The so-called Y-block will be replaced by a modern and safer construction after the government headquarters were targeted in June 2011 by Norwegian mass murderer Anders Behring Breivik. He first set off a bomb at the nearby office of the prime minister, since demolished, where eight people died. He then went to Utoya island and killed 69 more in a shooting spree.

The total cost of the removal of the art pieces — to be preserved and installed elsewhere — and the demolition is estimated at 59 million kroner ($6.4 million), Norwegian news agency NTB said.

The artworks include the "Fisherman," a Picasso drawing sandblasted on a 250-ton section of the building's front that was removed Monday, as well as a piece by Norwegian sculptor Carl Nesjar. A second, smaller Picasso work, floor-to-ceiling drawing "The Seagull," was located in the lobby and removed Tuesday.
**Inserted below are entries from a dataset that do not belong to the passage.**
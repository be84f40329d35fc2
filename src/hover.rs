//! Pointer -> cell resolution and the tooltip text.
//!
//! Every pointer event is handled from scratch: the tooltip state is a pure
//! function of the latest hit and pointer position, never of previous ones.

use bevy_math::{Dir3, Ray3d, Vec2, Vec3};

use crate::claims::ClaimBook;
use crate::error::GridError;
use crate::grid::{CellId, GridIndexer};
use crate::spatial::SpatialIndex;

/// Screen-pixel offset of the tooltip from the pointer.
pub const TOOLTIP_OFFSET: Vec2 = Vec2::new(10.0, 10.0);

/// Turns a pointer position into a world-space ray.
pub trait PointerCamera {
    fn ray_through(&self, ndc: Vec2) -> Option<Ray3d>;
}

/// Pixel position (origin top-left, y down) to normalized device
/// coordinates (origin centre, y up, both axes in [-1, 1]).
pub fn pointer_to_ndc(pointer: Vec2, viewport: Vec2) -> Option<Vec2> {
    if viewport.x <= 0.0 || viewport.y <= 0.0 {
        return None;
    }
    Some(Vec2::new(
        pointer.x / viewport.x * 2.0 - 1.0,
        -(pointer.y / viewport.y) * 2.0 + 1.0,
    ))
}

/// Inverse of [`pointer_to_ndc`].
pub fn ndc_to_pointer(ndc: Vec2, viewport: Vec2) -> Vec2 {
    Vec2::new((ndc.x + 1.0) * 0.5 * viewport.x, (1.0 - ndc.y) * 0.5 * viewport.y)
}

/// The spatial index's nearest hit is taken as is.
pub fn resolve_hover(
    pointer_ndc: Vec2,
    camera: &impl PointerCamera,
    index: &impl SpatialIndex,
) -> Option<CellId> {
    let ray = camera.ray_through(pointer_ndc)?;
    index.pick(ray).map(|hit| hit.cell)
}

/// Minimal perspective camera (eye looking at a target).
#[derive(Clone, Copy, Debug, PartialEq)]
pub struct PerspectiveRig {
    pub eye: Vec3,
    pub target: Vec3,
    pub up: Vec3,
    /// Vertical field of view in radians
    pub fov_y: f32,
    pub aspect: f32,
}

impl PointerCamera for PerspectiveRig {
    fn ray_through(&self, ndc: Vec2) -> Option<Ray3d> {
        let forward = (self.target - self.eye).try_normalize()?;
        let right = forward.cross(self.up).try_normalize()?;
        let up = right.cross(forward);
        let half_h = (self.fov_y * 0.5).tan();
        let half_w = half_h * self.aspect;
        let dir = forward + right * (ndc.x * half_w) + up * (ndc.y * half_h);
        Some(Ray3d::new(self.eye, Dir3::new(dir).ok()?))
    }
}

/// What the UI layer should show.
#[derive(Clone, Debug, Default, PartialEq)]
pub struct TooltipState {
    pub visible: bool,
    pub position: Vec2,
    pub text: String,
}

impl TooltipState {
    pub fn hidden() -> Self {
        Self::default()
    }
}

/// Joins the indexer and a claims snapshot into tooltip text.
#[derive(Clone, Copy, Debug)]
pub struct HoverReporter<'a> {
    indexer: &'a GridIndexer,
    claims: &'a ClaimBook,
}

impl<'a> HoverReporter<'a> {
    pub fn new(indexer: &'a GridIndexer, claims: &'a ClaimBook) -> Self {
        Self { indexer, claims }
    }

    pub fn describe(&self, id: CellId) -> Result<String, GridError> {
        let info = self.indexer.to_info(self.indexer.to_coordinate(id)?)?;
        let claim = self.claims.lookup(id);
        let status = if claim.claimed {
            format!("Claimed by: {}", claim.owner.as_deref().unwrap_or("unknown"))
        } else {
            "Available".to_string()
        };
        Ok(format!(
            "Date: {}\nWeight: {:.1} lbs\nHour: {}:00\n{}",
            info.date.format("%a %b %d %Y"),
            info.weight,
            info.hour,
            status
        ))
    }

    /// Tooltip for the latest pointer event. No hit, or a hit the indexer
    /// cannot describe, hides it.
    pub fn report(&self, hit: Option<CellId>, pointer: Vec2) -> TooltipState {
        let Some(id) = hit else {
            return TooltipState::hidden();
        };
        match self.describe(id) {
            Ok(text) => TooltipState {
                visible: true,
                position: pointer + TOOLTIP_OFFSET,
                text,
            },
            Err(err) => {
                tracing::warn!(%err, "picked cell has no description");
                TooltipState::hidden()
            }
        }
    }
}

#[cfg(test)]
mod tests {
    use super::*;
    use crate::claims::ClaimRecord;
    use crate::grid::{CellLayout, GridDims};
    use crate::spatial::{GridSpatialIndex, Hit};
    use chrono::NaiveDate;

    fn indexer() -> GridIndexer {
        GridIndexer::new(
            GridDims::default(),
            NaiveDate::from_ymd_opt(2025, 12, 1).unwrap(),
            5.0,
            0.1,
        )
    }

    fn alice_claims() -> ClaimBook {
        [(CellId(0), ClaimRecord::claimed_by("Alice"))]
            .into_iter()
            .collect()
    }

    struct FixedCamera(Option<Ray3d>);

    impl PointerCamera for FixedCamera {
        fn ray_through(&self, _ndc: Vec2) -> Option<Ray3d> {
            self.0
        }
    }

    struct FixedIndex(Option<Hit>);

    impl SpatialIndex for FixedIndex {
        fn pick(&self, _ray: Ray3d) -> Option<Hit> {
            self.0
        }
    }

    #[test]
    fn describes_claimed_and_available_cells() {
        let ix = indexer();
        let claims = alice_claims();
        let reporter = HoverReporter::new(&ix, &claims);

        let claimed = reporter.describe(CellId(0)).unwrap();
        assert!(claimed.contains("Claimed by: Alice"));
        assert_eq!(
            claimed,
            "Date: Mon Dec 01 2025\nWeight: 5.0 lbs\nHour: 0:00\nClaimed by: Alice"
        );

        let open = reporter.describe(CellId(1)).unwrap();
        assert!(open.contains("Available"));
        assert!(open.contains("Hour: 1:00"));
    }

    #[test]
    fn describes_last_cell() {
        let ix = indexer();
        let claims = ClaimBook::new();
        let text = HoverReporter::new(&ix, &claims)
            .describe(CellId(ix.total() - 1))
            .unwrap();
        assert_eq!(
            text,
            "Date: Sun Dec 21 2025\nWeight: 9.9 lbs\nHour: 23:00\nAvailable"
        );
    }

    #[test]
    fn ownerless_claim_still_reads_as_claimed() {
        let ix = indexer();
        let claims: ClaimBook = [(
            CellId(5),
            ClaimRecord {
                claimed: true,
                owner: None,
            },
        )]
        .into_iter()
        .collect();
        let text = HoverReporter::new(&ix, &claims).describe(CellId(5)).unwrap();
        assert!(text.ends_with("Claimed by: unknown"));
    }

    #[test]
    fn describe_rejects_out_of_range() {
        let ix = indexer();
        let claims = ClaimBook::new();
        assert!(matches!(
            HoverReporter::new(&ix, &claims).describe(CellId(25_200)),
            Err(GridError::IdOutOfRange { .. })
        ));
    }

    #[test]
    fn absence_hides_then_hit_shows() {
        let ix = indexer();
        let claims = alice_claims();
        let reporter = HoverReporter::new(&ix, &claims);
        let pointer = Vec2::new(200.0, 150.0);

        let shown = reporter.report(Some(CellId(0)), pointer);
        assert!(shown.visible);

        let hidden = reporter.report(None, pointer);
        assert_eq!(hidden, TooltipState::hidden());

        let again = reporter.report(Some(CellId(42)), pointer);
        assert!(again.visible);
        assert_eq!(again.position, Vec2::new(210.0, 160.0));
        assert_eq!(again.text, reporter.describe(CellId(42)).unwrap());
    }

    #[test]
    fn date_overflow_is_reported_not_panicked() {
        let ix = GridIndexer::new(GridDims::default(), NaiveDate::MAX, 5.0, 0.1);
        let claims = ClaimBook::new();
        let reporter = HoverReporter::new(&ix, &claims);
        assert!(matches!(
            reporter.describe(CellId(1200)),
            Err(GridError::DateOutOfRange { day: 1, .. })
        ));
        assert!(!reporter.report(Some(CellId(1200)), Vec2::ZERO).visible);
    }

    #[test]
    fn undescribable_hit_hides() {
        let ix = indexer();
        let claims = ClaimBook::new();
        let state = HoverReporter::new(&ix, &claims).report(Some(CellId(u32::MAX)), Vec2::ZERO);
        assert!(!state.visible);
    }

    #[test]
    fn resolve_hover_takes_picker_result() {
        let ray = Some(Ray3d::new(Vec3::ZERO, Dir3::X));
        let hit = Some(Hit {
            cell: CellId(9),
            distance: 1.0,
        });
        assert_eq!(
            resolve_hover(Vec2::ZERO, &FixedCamera(ray), &FixedIndex(hit)),
            Some(CellId(9))
        );
        assert_eq!(
            resolve_hover(Vec2::ZERO, &FixedCamera(None), &FixedIndex(hit)),
            None
        );
        assert_eq!(
            resolve_hover(Vec2::ZERO, &FixedCamera(ray), &FixedIndex(None)),
            None
        );
    }

    #[test]
    fn centre_of_screen_picks_the_cell_in_front() {
        let ix = indexer();
        let layout = CellLayout::build(&ix, 1.2);
        let index = GridSpatialIndex::new(&layout, 0.5);
        let target = layout.position(ix.to_id(10, 20, 23).unwrap()).unwrap();
        let rig = PerspectiveRig {
            eye: target + Vec3::new(0.0, 0.0, 30.0),
            target,
            up: Vec3::Y,
            fov_y: 75f32.to_radians(),
            aspect: 16.0 / 9.0,
        };
        let ndc = pointer_to_ndc(Vec2::new(640.0, 360.0), Vec2::new(1280.0, 720.0)).unwrap();
        assert_eq!(resolve_hover(ndc, &rig, &index), ix.to_id(10, 20, 23).ok());
    }

    #[test]
    fn ndc_conversion() {
        let vp = Vec2::new(800.0, 600.0);
        assert_eq!(pointer_to_ndc(Vec2::ZERO, vp), Some(Vec2::new(-1.0, 1.0)));
        assert_eq!(pointer_to_ndc(vp, vp), Some(Vec2::new(1.0, -1.0)));
        assert_eq!(pointer_to_ndc(vp * 0.5, vp), Some(Vec2::ZERO));
        assert_eq!(pointer_to_ndc(Vec2::ZERO, Vec2::ZERO), None);
        assert_eq!(ndc_to_pointer(Vec2::new(-1.0, 1.0), vp), Vec2::ZERO);
        assert_eq!(ndc_to_pointer(Vec2::new(0.5, -0.5), vp), Vec2::new(600.0, 450.0));
    }
}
"It is slow, and the whole move will take a long time," Paal Weiby of the government agency overseeing the project told NTB as the Picasso mural was removed Monday. "Hopefully everything goes as planned."

For some, the building dating to 1969 stands a painful reminder of the terror attack, when it suffered little structural damage. To others, it is a post-modernist masterpiece by Norwegian architect Erling Viksjoe. Some also say that by razing the building, officials are symbolically finishing Breivik's job.

The office block shaped like a "Y" housed the education ministry until July 2011. The adjacent H-Block, a 1958 design by Viksjoe, was home to the prime minister's offices until Breivik blew up a van parked at its base, loaded with explosives .

The demolition had been at a standstill since 2014 due to a series of postponements, chiefly because of the protests.

The Y-block could have been repaired but the government argued that it was still vulnerable to attacks because of its location.

Breivik, who was convicted of mass murder and terrorism in 2012 and given a 21-year prison sentence, claimed to be the commander of a secret Christian military order plotting an anti-Muslim revolution in Europe.